EXERCISE DETAILS:
How many lines in the records below contain "DefUseBuilder"? Reply with the number alone.

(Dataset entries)

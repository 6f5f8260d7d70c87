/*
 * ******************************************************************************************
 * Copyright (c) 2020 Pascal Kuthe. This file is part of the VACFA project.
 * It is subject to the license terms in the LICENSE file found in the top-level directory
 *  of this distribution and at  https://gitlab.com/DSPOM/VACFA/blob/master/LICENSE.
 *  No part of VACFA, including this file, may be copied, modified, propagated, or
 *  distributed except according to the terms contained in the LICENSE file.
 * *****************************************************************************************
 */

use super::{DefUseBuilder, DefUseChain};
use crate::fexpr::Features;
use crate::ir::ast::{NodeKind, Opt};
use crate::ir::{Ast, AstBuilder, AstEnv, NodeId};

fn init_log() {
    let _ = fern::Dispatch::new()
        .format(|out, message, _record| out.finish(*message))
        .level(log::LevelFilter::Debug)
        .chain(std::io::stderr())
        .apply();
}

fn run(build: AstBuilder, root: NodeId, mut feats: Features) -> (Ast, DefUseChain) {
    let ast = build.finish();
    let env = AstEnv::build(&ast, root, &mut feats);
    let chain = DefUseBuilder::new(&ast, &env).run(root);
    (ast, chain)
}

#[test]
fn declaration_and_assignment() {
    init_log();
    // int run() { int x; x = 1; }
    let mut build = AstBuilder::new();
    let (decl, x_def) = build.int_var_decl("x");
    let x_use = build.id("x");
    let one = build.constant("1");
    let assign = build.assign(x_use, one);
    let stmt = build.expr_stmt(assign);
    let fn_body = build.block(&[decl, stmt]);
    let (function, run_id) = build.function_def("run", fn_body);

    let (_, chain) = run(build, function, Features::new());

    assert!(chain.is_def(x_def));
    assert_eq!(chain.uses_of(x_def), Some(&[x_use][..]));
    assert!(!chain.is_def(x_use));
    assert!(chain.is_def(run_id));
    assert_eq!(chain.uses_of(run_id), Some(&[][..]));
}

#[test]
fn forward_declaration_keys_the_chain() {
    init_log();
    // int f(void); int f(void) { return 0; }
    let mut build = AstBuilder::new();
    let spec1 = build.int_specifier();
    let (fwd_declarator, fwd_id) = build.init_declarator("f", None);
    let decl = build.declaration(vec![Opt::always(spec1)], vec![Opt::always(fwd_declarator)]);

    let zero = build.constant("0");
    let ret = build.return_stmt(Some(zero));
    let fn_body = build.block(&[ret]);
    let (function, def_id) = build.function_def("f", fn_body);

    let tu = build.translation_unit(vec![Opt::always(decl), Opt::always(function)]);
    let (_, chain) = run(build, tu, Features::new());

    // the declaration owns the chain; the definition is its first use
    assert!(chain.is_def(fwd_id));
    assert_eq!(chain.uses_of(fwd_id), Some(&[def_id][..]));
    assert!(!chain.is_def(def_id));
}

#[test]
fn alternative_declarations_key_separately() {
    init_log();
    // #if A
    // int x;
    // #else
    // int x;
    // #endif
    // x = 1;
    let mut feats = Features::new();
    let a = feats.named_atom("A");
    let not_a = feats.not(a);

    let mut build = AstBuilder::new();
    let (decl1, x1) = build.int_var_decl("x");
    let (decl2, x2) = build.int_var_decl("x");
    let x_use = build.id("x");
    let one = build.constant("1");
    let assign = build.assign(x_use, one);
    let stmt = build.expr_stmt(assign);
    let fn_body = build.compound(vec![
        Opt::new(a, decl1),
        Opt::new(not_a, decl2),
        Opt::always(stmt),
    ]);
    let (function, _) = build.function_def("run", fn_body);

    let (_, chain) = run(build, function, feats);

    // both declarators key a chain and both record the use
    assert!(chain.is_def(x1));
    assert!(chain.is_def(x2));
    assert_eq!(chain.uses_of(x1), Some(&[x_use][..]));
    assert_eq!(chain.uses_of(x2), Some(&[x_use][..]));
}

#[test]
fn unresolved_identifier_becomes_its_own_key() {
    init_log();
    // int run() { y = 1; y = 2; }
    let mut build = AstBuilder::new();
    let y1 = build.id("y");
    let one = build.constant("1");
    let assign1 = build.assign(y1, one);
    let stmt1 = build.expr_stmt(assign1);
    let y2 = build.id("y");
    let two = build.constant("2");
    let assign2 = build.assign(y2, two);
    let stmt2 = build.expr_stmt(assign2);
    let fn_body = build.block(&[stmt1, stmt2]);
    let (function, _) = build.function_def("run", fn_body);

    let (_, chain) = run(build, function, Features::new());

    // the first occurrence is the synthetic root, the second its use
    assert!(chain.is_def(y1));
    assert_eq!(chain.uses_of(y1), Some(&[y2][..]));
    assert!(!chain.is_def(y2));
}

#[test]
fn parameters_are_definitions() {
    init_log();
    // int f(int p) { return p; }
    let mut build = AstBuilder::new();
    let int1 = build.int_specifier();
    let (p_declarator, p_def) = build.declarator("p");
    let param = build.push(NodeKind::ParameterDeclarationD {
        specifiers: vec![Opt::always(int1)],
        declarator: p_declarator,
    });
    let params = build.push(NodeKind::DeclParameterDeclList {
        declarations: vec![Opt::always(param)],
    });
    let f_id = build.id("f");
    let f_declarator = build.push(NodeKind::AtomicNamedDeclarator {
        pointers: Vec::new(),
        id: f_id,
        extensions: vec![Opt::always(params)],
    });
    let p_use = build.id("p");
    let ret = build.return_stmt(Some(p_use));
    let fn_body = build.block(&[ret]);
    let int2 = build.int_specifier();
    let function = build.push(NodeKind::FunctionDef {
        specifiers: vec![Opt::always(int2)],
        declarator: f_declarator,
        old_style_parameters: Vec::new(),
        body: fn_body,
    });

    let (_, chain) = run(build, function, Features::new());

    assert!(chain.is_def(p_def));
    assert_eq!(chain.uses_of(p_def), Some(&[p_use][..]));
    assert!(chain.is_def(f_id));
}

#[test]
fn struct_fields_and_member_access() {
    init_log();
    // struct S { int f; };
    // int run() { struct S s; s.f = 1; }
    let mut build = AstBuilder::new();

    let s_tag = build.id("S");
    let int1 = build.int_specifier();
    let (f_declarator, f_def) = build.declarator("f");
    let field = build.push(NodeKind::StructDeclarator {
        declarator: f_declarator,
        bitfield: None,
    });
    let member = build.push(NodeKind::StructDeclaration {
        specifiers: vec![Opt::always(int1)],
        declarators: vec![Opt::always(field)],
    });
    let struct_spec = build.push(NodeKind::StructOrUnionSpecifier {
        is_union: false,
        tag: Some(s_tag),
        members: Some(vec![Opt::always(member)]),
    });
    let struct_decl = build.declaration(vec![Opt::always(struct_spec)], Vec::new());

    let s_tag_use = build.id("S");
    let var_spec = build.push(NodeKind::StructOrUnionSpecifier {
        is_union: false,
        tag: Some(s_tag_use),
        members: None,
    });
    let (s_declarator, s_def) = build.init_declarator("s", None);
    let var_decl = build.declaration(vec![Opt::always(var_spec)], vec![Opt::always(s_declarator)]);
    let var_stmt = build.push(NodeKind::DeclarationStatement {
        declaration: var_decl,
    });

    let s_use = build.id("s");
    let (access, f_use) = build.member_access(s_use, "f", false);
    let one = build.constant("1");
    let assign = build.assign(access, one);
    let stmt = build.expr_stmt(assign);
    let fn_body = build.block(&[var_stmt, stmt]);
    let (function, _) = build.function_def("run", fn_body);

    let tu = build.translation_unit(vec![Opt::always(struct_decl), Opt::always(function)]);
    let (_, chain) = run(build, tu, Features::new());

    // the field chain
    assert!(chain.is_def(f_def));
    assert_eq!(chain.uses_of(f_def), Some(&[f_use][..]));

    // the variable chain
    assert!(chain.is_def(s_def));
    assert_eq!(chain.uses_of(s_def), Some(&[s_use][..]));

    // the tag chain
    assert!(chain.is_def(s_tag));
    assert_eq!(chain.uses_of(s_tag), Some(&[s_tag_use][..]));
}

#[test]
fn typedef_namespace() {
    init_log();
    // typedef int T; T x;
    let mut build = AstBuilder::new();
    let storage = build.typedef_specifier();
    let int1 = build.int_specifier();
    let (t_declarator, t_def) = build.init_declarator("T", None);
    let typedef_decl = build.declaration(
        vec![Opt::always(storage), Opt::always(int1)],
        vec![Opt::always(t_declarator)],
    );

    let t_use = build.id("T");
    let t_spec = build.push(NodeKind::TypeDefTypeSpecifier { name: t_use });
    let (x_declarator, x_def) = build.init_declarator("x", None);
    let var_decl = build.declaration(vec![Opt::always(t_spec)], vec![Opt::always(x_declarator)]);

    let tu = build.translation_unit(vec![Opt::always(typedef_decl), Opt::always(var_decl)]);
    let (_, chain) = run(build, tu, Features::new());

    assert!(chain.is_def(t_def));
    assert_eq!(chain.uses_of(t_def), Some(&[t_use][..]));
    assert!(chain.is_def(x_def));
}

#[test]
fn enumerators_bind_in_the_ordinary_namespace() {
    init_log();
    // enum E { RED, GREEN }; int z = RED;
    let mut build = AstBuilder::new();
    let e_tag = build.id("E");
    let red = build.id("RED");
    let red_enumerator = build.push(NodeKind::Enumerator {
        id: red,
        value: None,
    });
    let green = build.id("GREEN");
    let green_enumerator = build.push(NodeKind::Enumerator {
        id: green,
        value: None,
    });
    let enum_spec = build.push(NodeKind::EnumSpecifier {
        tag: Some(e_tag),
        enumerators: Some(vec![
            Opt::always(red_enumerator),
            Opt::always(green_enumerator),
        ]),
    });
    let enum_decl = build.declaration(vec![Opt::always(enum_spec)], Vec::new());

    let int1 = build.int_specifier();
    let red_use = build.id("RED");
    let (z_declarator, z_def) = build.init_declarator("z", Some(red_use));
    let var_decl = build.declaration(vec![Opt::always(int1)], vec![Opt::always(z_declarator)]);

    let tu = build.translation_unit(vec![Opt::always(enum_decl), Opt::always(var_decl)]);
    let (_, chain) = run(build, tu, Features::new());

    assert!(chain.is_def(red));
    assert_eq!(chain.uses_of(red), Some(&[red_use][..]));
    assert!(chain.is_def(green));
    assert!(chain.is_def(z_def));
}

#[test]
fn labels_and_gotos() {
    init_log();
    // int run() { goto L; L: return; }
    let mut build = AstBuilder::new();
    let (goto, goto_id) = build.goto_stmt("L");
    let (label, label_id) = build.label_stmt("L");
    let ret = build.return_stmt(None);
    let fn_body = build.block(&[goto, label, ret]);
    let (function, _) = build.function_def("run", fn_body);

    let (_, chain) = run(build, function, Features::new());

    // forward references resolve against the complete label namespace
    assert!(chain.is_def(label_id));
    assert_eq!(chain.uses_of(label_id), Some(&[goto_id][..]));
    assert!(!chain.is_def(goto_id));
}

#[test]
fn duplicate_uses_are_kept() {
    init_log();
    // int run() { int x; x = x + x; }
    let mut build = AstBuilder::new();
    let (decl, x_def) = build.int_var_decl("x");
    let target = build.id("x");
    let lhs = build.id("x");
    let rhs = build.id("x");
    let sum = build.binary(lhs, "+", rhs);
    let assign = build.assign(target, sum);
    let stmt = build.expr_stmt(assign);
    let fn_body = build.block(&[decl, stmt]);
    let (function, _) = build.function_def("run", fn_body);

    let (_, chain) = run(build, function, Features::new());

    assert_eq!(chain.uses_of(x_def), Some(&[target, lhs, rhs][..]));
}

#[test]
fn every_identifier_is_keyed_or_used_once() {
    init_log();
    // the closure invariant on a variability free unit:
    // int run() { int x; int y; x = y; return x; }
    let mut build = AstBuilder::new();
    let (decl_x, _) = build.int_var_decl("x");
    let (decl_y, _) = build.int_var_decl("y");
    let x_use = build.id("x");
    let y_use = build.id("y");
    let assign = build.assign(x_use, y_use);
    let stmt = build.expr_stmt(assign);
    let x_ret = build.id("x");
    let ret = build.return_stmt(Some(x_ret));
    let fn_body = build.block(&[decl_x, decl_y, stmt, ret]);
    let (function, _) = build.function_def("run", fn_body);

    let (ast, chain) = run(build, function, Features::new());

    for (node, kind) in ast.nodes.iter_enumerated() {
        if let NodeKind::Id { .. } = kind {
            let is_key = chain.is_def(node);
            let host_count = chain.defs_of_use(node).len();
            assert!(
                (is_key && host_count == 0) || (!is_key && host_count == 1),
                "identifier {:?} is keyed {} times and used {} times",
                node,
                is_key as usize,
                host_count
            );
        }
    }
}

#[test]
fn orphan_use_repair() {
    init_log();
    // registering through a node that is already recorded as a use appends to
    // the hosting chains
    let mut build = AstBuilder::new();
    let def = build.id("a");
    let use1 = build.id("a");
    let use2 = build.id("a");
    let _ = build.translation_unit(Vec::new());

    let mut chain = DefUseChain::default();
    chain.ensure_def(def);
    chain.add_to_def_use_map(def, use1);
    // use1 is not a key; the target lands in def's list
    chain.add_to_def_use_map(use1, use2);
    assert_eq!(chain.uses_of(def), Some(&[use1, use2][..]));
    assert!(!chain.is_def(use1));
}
--
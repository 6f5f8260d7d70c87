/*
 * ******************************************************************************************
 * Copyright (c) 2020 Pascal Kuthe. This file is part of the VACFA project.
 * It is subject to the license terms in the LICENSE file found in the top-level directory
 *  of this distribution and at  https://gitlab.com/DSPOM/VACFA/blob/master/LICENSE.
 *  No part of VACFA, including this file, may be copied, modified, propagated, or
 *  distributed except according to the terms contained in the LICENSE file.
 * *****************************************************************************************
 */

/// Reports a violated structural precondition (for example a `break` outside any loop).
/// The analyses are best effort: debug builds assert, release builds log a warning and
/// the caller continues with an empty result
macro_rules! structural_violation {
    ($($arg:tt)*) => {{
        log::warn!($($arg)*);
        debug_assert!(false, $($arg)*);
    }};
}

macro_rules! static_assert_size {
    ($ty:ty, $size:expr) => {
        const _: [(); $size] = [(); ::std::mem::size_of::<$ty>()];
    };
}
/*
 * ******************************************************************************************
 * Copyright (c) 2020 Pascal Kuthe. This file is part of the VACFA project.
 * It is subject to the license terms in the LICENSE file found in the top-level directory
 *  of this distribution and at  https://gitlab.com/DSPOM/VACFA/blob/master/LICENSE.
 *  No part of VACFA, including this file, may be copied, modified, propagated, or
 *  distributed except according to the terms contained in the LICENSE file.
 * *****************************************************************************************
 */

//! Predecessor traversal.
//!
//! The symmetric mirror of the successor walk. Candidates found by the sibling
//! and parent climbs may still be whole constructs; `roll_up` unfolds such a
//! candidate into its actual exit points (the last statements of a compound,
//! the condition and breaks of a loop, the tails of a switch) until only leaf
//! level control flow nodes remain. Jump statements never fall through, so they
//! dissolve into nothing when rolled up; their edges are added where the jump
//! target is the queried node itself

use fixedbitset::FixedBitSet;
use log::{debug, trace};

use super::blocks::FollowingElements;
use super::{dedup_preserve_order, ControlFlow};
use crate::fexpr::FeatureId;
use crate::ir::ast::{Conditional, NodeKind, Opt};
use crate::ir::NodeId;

RESULT FOR THIS TASK:
2